Severity is not sufficient, but it must be disproportionate to the crime committed.
Excessiveness is measured by: 1) seriousness of the crime; 2) policy of the legislative;
3) perversity of the accused.

The SC ruled that the issue in Furman vs Georgia was not so much on the death
penalty itself but on the arbitrariness pervading the procedures by which death penalty
was imposed by the Jury. The reason the U.S. Supreme Court nullified all discretionary
death penalty statutes in Furman vs Georgia was because trial judges and juries had
uncontrolled discretion without any parameters, guidelines, or standards that
would lessen the intervention of personal biases, prejudices and discriminatory acts.

As for Coker, the cited rejection of the death penalty as a proper punishment for
the crime of rape does not apply in the Philippine context because RA 7659
legislated the death penalty for the crime of rape, and while rape did not involve the
taking of a life, death penalty is imposed for heinous crimes “committed
unforgivably execrable acts that have so deeply dehumanized a person” and “have
so caused irreparable and substantial injury to both their victim and the society
and a repetition of their acts would pose actual threat to the safety of individuals and
the survival of government,” and must therefore be permanently prevented from so
doing.

Therefore, the imposition of death penalty for a crime of rape did not constitute a cruel,
unjust, excessive or unusual punishment, and the Supplemental Motion for
Reconsideration was denied for lack of merit.

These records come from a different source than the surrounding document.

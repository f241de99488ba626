//! Domain models for the dispatch database.
//!
//! These models are storage-agnostic and represent the core entities
//! used throughout the application.

use serde::{Deserialize, Serialize};

// =============================================================================
// Query Types for Pagination and Sorting
// =============================================================================

/// Sort order for list queries.
#[derive(Debug, Clone, Copy, PartialEq, Eq, Default)]
pub enum SortOrder {
    #[default]
    Asc,
    Desc,
}

/// Pagination and sorting options shared by all list operations.
#[derive(Debug, Clone, Default)]
pub struct ListQuery {
    /// Maximum number of items to return.
    pub limit: Option<usize>,
    /// Number of items to skip.
    pub offset: Option<usize>,
    /// Field to sort by (validated per entity type).
    pub sort_by: Option<String>,
    /// Sort order (ascending or descending).
    pub sort_order: Option<SortOrder>,
}

/// Result of a paginated list query.
#[derive(Debug, Clone)]
pub struct ListResult<T> {
    /// The items in this page.
    pub items: Vec<T>,
    /// Total count of all matching items (before pagination).
    pub total: usize,
    /// Limit that was applied.
    pub limit: Option<usize>,
    /// Offset that was applied.
    pub offset: usize,
}

// =============================================================================
// Entities
// =============================================================================

/// Database-generated entity id.
pub type Id = i64;

/// A driver who can be assigned to cars and serve orders.
///
/// `password_hash` is a SHA-256 hex digest; the clear password never
/// reaches the database layer.
#[derive(Debug, Clone, PartialEq, Eq, Serialize, Deserialize)]
pub struct Driver {
    pub id: Id,
    pub name: String,
    pub license_number: String,
    pub login: String,
    pub password_hash: String,
    pub created_at: String,
    pub updated_at: String,
}

/// A car manufacturer.
#[derive(Debug, Clone, PartialEq, Eq, Serialize, Deserialize)]
pub struct Manufacturer {
    pub id: Id,
    pub name: String,
    pub country: String,
    pub created_at: String,
    pub updated_at: String,
}

/// A car in the fleet.
#[derive(Debug, Clone, PartialEq, Eq, Serialize, Deserialize)]
pub struct Car {
    pub id: Id,
    pub model: String,
    pub manufacturer_id: Id,
    /// Assigned driver ids (M:N relationship via cars_drivers).
    #[serde(default)]
    pub driver_ids: Vec<Id>,
    pub created_at: String,
    pub updated_at: String,
}

/// A dispatch order: one passenger trip served by a car and a driver.
#[derive(Debug, Clone, PartialEq, Eq, Serialize, Deserialize)]
pub struct Order {
    pub id: Id,
    pub car_id: Id,
    pub driver_id: Id,
    pub passenger_name: String,
    pub pickup_address: String,
    pub dropoff_address: String,
    pub status: OrderStatus,
    pub created_at: String,
    pub completed_at: Option<String>,
}

/// Status of a dispatch order.
#[derive(Debug, Clone, Copy, PartialEq, Eq, Serialize, Deserialize, Default)]
#[serde(rename_all = "snake_case")]
pub enum OrderStatus {
    #[default]
    Open,
    InProgress,
    Completed,
    Cancelled,
}

impl std::fmt::Display for OrderStatus {
    fn fmt(&self, f: &mut std::fmt::Formatter<'_>) -> std::fmt::Result {
        match self {
            OrderStatus::Open => write!(f, "open"),
            OrderStatus::InProgress => write!(f, "in_progress"),
            OrderStatus::Completed => write!(f, "completed"),
            OrderStatus::Cancelled => write!(f, "cancelled"),
        }
    }
}

impl std::str::FromStr for OrderStatus {
    type Err = String;

    fn from_str(s: &str) -> Result<Self, Self::Err> {
        match s {
            "open" => Ok(OrderStatus::Open),
            "in_progress" => Ok(OrderStatus::InProgress),
            "completed" => Ok(OrderStatus::Completed),
            "cancelled" => Ok(OrderStatus::Cancelled),
            _ => Err(format!("Unknown order status: {}", s)),
        }
    }
}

On whether death penalty is constitutional:

Citing the deliberations on the 1987 Constitution, while the Bill of Rights
Committee reached a consensus on the abolition of death penalty from the constitution,
the dissent argued that legislature should be allowed to determine whether the retention
or abolition of death penalty was for the common good, thus resulting in the following
wording of Art. III Sec. 9 (1): “Excessive fines shall not be imposed, nor cruel,
degrading or inhuman punishment inflicted. Neither shall death penalty be imposed,
unless, for compelling reasons involving heinous crimes, the Congress hereafter
provides for it. Any death penalty already imposed shall be reduced to reclusion
perpetua.” Thus, the 1987 Constitution did not completely abolish the death
penalty, but merely suspended it.

What are heinous crimes?

RA 7659 sufficiently defined heinous crimes as crimes which are “grievous,


odious and hateful offenses and which, by reason of their inherent or manifest
wickedness, viciousness, atrocity and perversity are repugnant and outrageous to
the common standards and norms of decency and morality in a just, civilized and
ordered society.” They also include crimes which are despicable because life is
callously taken or the victim is treated as an animal or dehumanized.